**Work to complete**
Return the entries below in full. Keep every word as it is.

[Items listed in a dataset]
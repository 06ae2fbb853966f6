// Copyright 2019 Zhizhesihai (Beijing) Technology Limited.
//
// Licensed under the Apache License, Version 2.0 (the "License");
// you may not use this file except in compliance with the License.
// You may obtain a copy of the License at
//
//     http://www.apache.org/licenses/LICENSE-2.0
//
// Unless required by applicable law or agreed to in writing, software
// distributed under the License is distributed on an "AS IS" BASIS,
// See the License for the specific language governing permissions and
// limitations under the License.

use std::fmt;

use core::util::numeric::Numeric;

/// The value carried by a document field.
#[derive(Debug, Clone, PartialEq, Serialize)]
pub enum VariantValue {
    Bool(bool),
    Int(i32),
    Long(i64),
    Float(f32),
    Double(f64),
    VString(String),
    Binary(Vec<u8>),
}

impl VariantValue {
    pub fn get_bool(&self) -> Option<bool> {
        match self {
            VariantValue::Bool(b) => Some(*b),
            _ => None,
        }
    }

    pub fn get_numeric(&self) -> Option<Numeric> {
        match *self {
            VariantValue::Int(i) => Some(Numeric::Int(i)),
            VariantValue::Long(l) => Some(Numeric::Long(l)),
            VariantValue::Float(f) => Some(Numeric::Float(f)),
            VariantValue::Double(d) => Some(Numeric::Double(d)),
            _ => None,
        }
    }

    pub fn get_string(&self) -> Option<&str> {
        match self {
            VariantValue::VString(s) => Some(s.as_str()),
            _ => None,
        }
    }

    pub fn get_binary(&self) -> Option<&[u8]> {
        match self {
            VariantValue::Binary(b) => Some(b.as_slice()),
            _ => None,
        }
    }

    /// Raw bytes of a string or binary value.
    pub fn get_bytes(&self) -> Option<&[u8]> {
        match self {
            VariantValue::VString(s) => Some(s.as_bytes()),
            VariantValue::Binary(b) => Some(b.as_slice()),
            _ => None,
        }
    }

    /// Approximate in-memory size, used for stored field limits.
    pub fn len(&self) -> usize {
        match self {
            VariantValue::Bool(_) => 1,
            VariantValue::Int(_) | VariantValue::Float(_) => 4,
            VariantValue::Long(_) | VariantValue::Double(_) => 8,
            VariantValue::VString(s) => s.len(),
            VariantValue::Binary(b) => b.len(),
        }
    }

    pub fn is_empty(&self) -> bool {
        self.len() == 0
    }
}

impl fmt::Display for VariantValue {
    fn fmt(&self, f: &mut fmt::Formatter) -> fmt::Result {
        match self {
            VariantValue::Bool(b) => write!(f, "{}", b),
            VariantValue::Int(v) => write!(f, "{}", v),
            VariantValue::Long(v) => write!(f, "{}", v),
            VariantValue::Float(v) => write!(f, "{:.3}", v),
            VariantValue::Double(v) => write!(f, "{:.6}", v),
            VariantValue::VString(s) => write!(f, "{}", s),
            VariantValue::Binary(b) => write!(f, "{:?}", b),
        }
    }
}

impl From<bool> for VariantValue {
    fn from(v: bool) -> Self {
        VariantValue::Bool(v)
    }
}

impl From<i32> for VariantValue {
    fn from(v: i32) -> Self {
        VariantValue::Int(v)
    }
}

impl From<i64> for VariantValue {
    fn from(v: i64) -> Self {
        VariantValue::Long(v)
    }
}

impl From<f32> for VariantValue {
    fn from(v: f32) -> Self {
        VariantValue::Float(v)
    }
}

impl From<f64> for VariantValue {
    fn from(v: f64) -> Self {
        VariantValue::Double(v)
    }
}

impl<'a> From<&'a str> for VariantValue {
    fn from(v: &'a str) -> Self {
        VariantValue::VString(v.to_string())
    }
}

impl From<String> for VariantValue {
    fn from(v: String) -> Self {
        VariantValue::VString(v)
    }
}

impl From<Vec<u8>> for VariantValue {
    fn from(v: Vec<u8>) -> Self {
        VariantValue::Binary(v)
    }
}
// Copyright 2019 Zhizhesihai (Beijing) Technology Limited.
//
// Licensed under the Apache License, Version 2.0 (the "License");
// you may not use this file except in compliance with the License.
// You may obtain a copy of the License at
//
//     http://www.apache.org/licenses/LICENSE-2.0
//
// Unless required by applicable law or agreed to in writing, software
// distributed under the License is distributed on an "AS IS" BASIS,
// See the License for the specific language governing permissions and
// limitations under the License.

/// Floating point numbers packed into a single byte, used for norms.
///
/// The byte holds `num_mantissa_bits` of mantissa and the remaining bits of
/// exponent, shifted so that `zero_exp` maps to the smallest representable
/// value. Values too small to represent round up to the smallest positive
/// byte, values too large clamp to 255.
pub struct SmallFloat;

impl SmallFloat {
    pub fn float_to_byte(f: f32, num_mantissa_bits: u32, zero_exp: i32) -> u8 {
        // adjustment from a float zero exponent to our zero exponent,
        // shifted over to our exponent position.
        let fzero = (63 - zero_exp) << num_mantissa_bits;
        let bits = f.to_bits() as i32;
        let small_float = bits >> (24 - num_mantissa_bits);
        if small_float <= fzero {
            if bits <= 0 {
                0
            } else {
                1
            }
        } else if small_float >= fzero + 0x100 {
            255
        } else {
            (small_float - fzero) as u8
        }
    }

    pub fn byte_to_float(b: u8, num_mantissa_bits: u32, zero_exp: i32) -> f32 {
        if b == 0 {
            return 0f32;
        }
        let mut bits = u32::from(b) << (24 - num_mantissa_bits);
        bits += ((63 - zero_exp) as u32) << 24;
        f32::from_bits(bits)
    }

    /// 3 bits of mantissa, zero exponent of 15: values from about 5.8e-10 to 7.5e9.
    #[inline]
    pub fn float_to_byte315(f: f32) -> u8 {
        SmallFloat::float_to_byte(f, 3, 15)
    }

    #[inline]
    pub fn byte315_to_float(b: u8) -> f32 {
        SmallFloat::byte_to_float(b, 3, 15)
    }
}

#[cfg(test)]
mod tests {
    use super::*;

    #[test]
    fn test_special_values() {
        assert_eq!(SmallFloat::float_to_byte315(0.0), 0);
        assert_eq!(SmallFloat::float_to_byte315(-1.0), 0);
        assert_eq!(SmallFloat::float_to_byte315(1.0e-20), 1);
        assert_eq!(SmallFloat::float_to_byte315(1.0e20), 255);
        assert_eq!(SmallFloat::float_to_byte315(1.0), 124);
        assert!((SmallFloat::byte315_to_float(124) - 1.0).abs() < ::std::f32::EPSILON);
        assert_eq!(SmallFloat::byte315_to_float(0), 0.0);
    }

    #[test]
    fn test_decoded_values_round_trip_exactly() {
        for i in 1..256 {
            let b = i as u8;
            let f = SmallFloat::byte315_to_float(b);
            assert_eq!(SmallFloat::float_to_byte315(f), b);
        }
    }

    #[test]
    fn test_encoding_is_monotonic() {
        let mut last = 0u8;
        let mut f = 1.0e-12f32;
        while f < 1.0e12 {
            let b = SmallFloat::float_to_byte315(f);
            assert!(b >= last);
            last = b;
            f *= 1.7;
        }
    }
}
// Copyright 2019 Zhizhesihai (Beijing) Technology Limited.
//
// Licensed under the Apache License, Version 2.0 (the "License");
// you may not use this file except in compliance with the License.
// You may obtain a copy of the License at
//
//     http://www.apache.org/licenses/LICENSE-2.0
//
// Unless required by applicable law or agreed to in writing, software
// distributed under the License is distributed on an "AS IS" BASIS,
// See the License for the specific language governing permissions and
// limitations under the License.

pub mod analysis;
pub mod codec;
pub mod doc;
pub mod index;
pub mod search;
pub mod store;
pub mod util;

**Finished task**
repository 06ae2fbb853966f6
// Copyright 2019 Zhizhesihai (Beijing) Technology Limited.
//
// Licensed under the Apache License, Version 2.0 (the "License");
// you may not use this file except in compliance with the License.
// You may obtain a copy of the License at
//
//     http://www.apache.org/licenses/LICENSE-2.0
//
// Unless required by applicable law or agreed to in writing, software
// distributed under the License is distributed on an "AS IS" BASIS,
// See the License for the specific language governing permissions and
// limitations under the License.

use std::fmt;

use core::util::numeric::Numeric;

/// The value carried by a document field.
#[derive(Debug, Clone, PartialEq, Serialize)]
pub enum VariantValue {
    Bool(bool),
    Int(i32),
    Long(i64),
    Float(f32),
    Double(f64),
    VString(String),
    Binary(Vec<u8>),
}

impl VariantValue {
    pub fn get_bool(&self) -> Option<bool> {
        match self {
            VariantValue::Bool(b) => Some(*b),
            _ => None,
        }
    }

    pub fn get_numeric(&self) -> Option<Numeric> {
        match *self {
            VariantValue::Int(i) => Some(Numeric::Int(i)),
            VariantValue::Long(l) => Some(Numeric::Long(l)),
            VariantValue::Float(f) => Some(Numeric::Float(f)),
            VariantValue::Double(d) => Some(Numeric::Double(d)),
            _ => None,
        }
    }

    pub fn get_string(&self) -> Option<&str> {
        match self {
            VariantValue::VString(s) => Some(s.as_str()),
            _ => None,
        }
    }

    pub fn get_binary(&self) -> Option<&[u8]> {
        match self {
            VariantValue::Binary(b) => Some(b.as_slice()),
            _ => None,
        }
    }

    /// Raw bytes of a string or binary value.
    pub fn get_bytes(&self) -> Option<&[u8]> {
        match self {
            VariantValue::VString(s) => Some(s.as_bytes()),
            VariantValue::Binary(b) => Some(b.as_slice()),
            _ => None,
        }
    }

    /// Approximate in-memory size, used for stored field limits.
    pub fn len(&self) -> usize {
        match self {
            VariantValue::Bool(_) => 1,
            VariantValue::Int(_) | VariantValue::Float(_) => 4,
            VariantValue::Long(_) | VariantValue::Double(_) => 8,
            VariantValue::VString(s) => s.len(),
            VariantValue::Binary(b) => b.len(),
        }
    }

    pub fn is_empty(&self) -> bool {
        self.len() == 0
    }
}

impl fmt::Display for VariantValue {
    fn fmt(&self, f: &mut fmt::Formatter) -> fmt::Result {
        match self {
            VariantValue::Bool(b) => write!(f, "{}", b),
            VariantValue::Int(v) => write!(f, "{}", v),
            VariantValue::Long(v) => write!(f, "{}", v),
            VariantValue::Float(v) => write!(f, "{:.3}", v),
            VariantValue::Double(v) => write!(f, "{:.6}", v),
            VariantValue::VString(s) => write!(f, "{}", s),
            VariantValue::Binary(b) => write!(f, "{:?}", b),
        }
    }
}

impl From<bool> for VariantValue {
    fn from(v: bool) -> Self {
        VariantValue::Bool(v)
    }
}

impl From<i32> for VariantValue {
    fn from(v: i32) -> Self {
        VariantValue::Int(v)
    }
}

impl From<i64> for VariantValue {
    fn from(v: i64) -> Self {
        VariantValue::Long(v)
    }
}

impl From<f32> for VariantValue {
    fn from(v: f32) -> Self {
        VariantValue::Float(v)
    }
}

impl From<f64> for VariantValue {
    fn from(v: f64) -> Self {
        VariantValue::Double(v)
    }
}

impl<'a> From<&'a str> for VariantValue {
    fn from(v: &'a str) -> Self {
        VariantValue::VString(v.to_string())
    }
}

impl From<String> for VariantValue {
    fn from(v: String) -> Self {
        VariantValue::VString(v)
    }
}

impl From<Vec<u8>> for VariantValue {
    fn from(v: Vec<u8>) -> Self {
        VariantValue::Binary(v)
    }
}
// Copyright 2019 Zhizhesihai (Beijing) Technology Limited.
//
// Licensed under the Apache License, Version 2.0 (the "License");
// you may not use this file except in compliance with the License.
// You may obtain a copy of the License at
//
//     http://www.apache.org/licenses/LICENSE-2.0
//
// Unless required by applicable law or agreed to in writing, software
// distributed under the License is distributed on an "AS IS" BASIS,
// See the License for the specific language governing permissions and
// limitations under the License.

/// Floating point numbers packed into a single byte, used for norms.
///
/// The byte holds `num_mantissa_bits` of mantissa and the remaining bits of
/// exponent, shifted so that `zero_exp` maps to the smallest representable
/// value. Values too small to represent round up to the smallest positive
/// byte, values too large clamp to 255.
pub struct SmallFloat;

impl SmallFloat {
    pub fn float_to_byte(f: f32, num_mantissa_bits: u32, zero_exp: i32) -> u8 {
        // adjustment from a float zero exponent to our zero exponent,
        // shifted over to our exponent position.
        let fzero = (63 - zero_exp) << num_mantissa_bits;
        let bits = f.to_bits() as i32;
        let small_float = bits >> (24 - num_mantissa_bits);
        if small_float <= fzero {
            if bits <= 0 {
                0
            } else {
                1
            }
        } else if small_float >= fzero + 0x100 {
            255
        } else {
            (small_float - fzero) as u8
        }
    }

    pub fn byte_to_float(b: u8, num_mantissa_bits: u32, zero_exp: i32) -> f32 {
        if b == 0 {
            return 0f32;
        }
        let mut bits = u32::from(b) << (24 - num_mantissa_bits);
        bits += ((63 - zero_exp) as u32) << 24;
        f32::from_bits(bits)
    }

    /// 3 bits of mantissa, zero exponent of 15: values from about 5.8e-10 to 7.5e9.
    #[inline]
    pub fn float_to_byte315(f: f32) -> u8 {
        SmallFloat::float_to_byte(f, 3, 15)
    }

    #[inline]
    pub fn byte315_to_float(b: u8) -> f32 {
        SmallFloat::byte_to_float(b, 3, 15)
    }
}

#[cfg(test)]
mod tests {
    use super::*;

    #[test]
    fn test_special_values() {
        assert_eq!(SmallFloat::float_to_byte315(0.0), 0);
        assert_eq!(SmallFloat::float_to_byte315(-1.0), 0);
        assert_eq!(SmallFloat::float_to_byte315(1.0e-20), 1);
        assert_eq!(SmallFloat::float_to_byte315(1.0e20), 255);
        assert_eq!(SmallFloat::float_to_byte315(1.0), 124);
        assert!((SmallFloat::byte315_to_float(124) - 1.0).abs() < ::std::f32::EPSILON);
        assert_eq!(SmallFloat::byte315_to_float(0), 0.0);
    }

    #[test]
    fn test_decoded_values_round_trip_exactly() {
        for i in 1..256 {
            let b = i as u8;
            let f = SmallFloat::byte315_to_float(b);
            assert_eq!(SmallFloat::float_to_byte315(f), b);
        }
    }

    #[test]
    fn test_encoding_is_monotonic() {
        let mut last = 0u8;
        let mut f = 1.0e-12f32;
        while f < 1.0e12 {
            let b = SmallFloat::float_to_byte315(f);
            assert!(b >= last);
            last = b;
            f *= 1.7;
        }
    }
}
// Copyright 2019 Zhizhesihai (Beijing) Technology Limited.
//
// Licensed under the Apache License, Version 2.0 (the "License");
// you may not use this file except in compliance with the License.
// You may obtain a copy of the License at
//
//     http://www.apache.org/licenses/LICENSE-2.0
//
// Unless required by applicable law or agreed to in writing, software
// distributed under the License is distributed on an "AS IS" BASIS,
// See the License for the specific language governing permissions and
// limitations under the License.

pub mod analysis;
pub mod codec;
pub mod doc;
pub mod index;
pub mod search;
pub mod store;
pub mod util;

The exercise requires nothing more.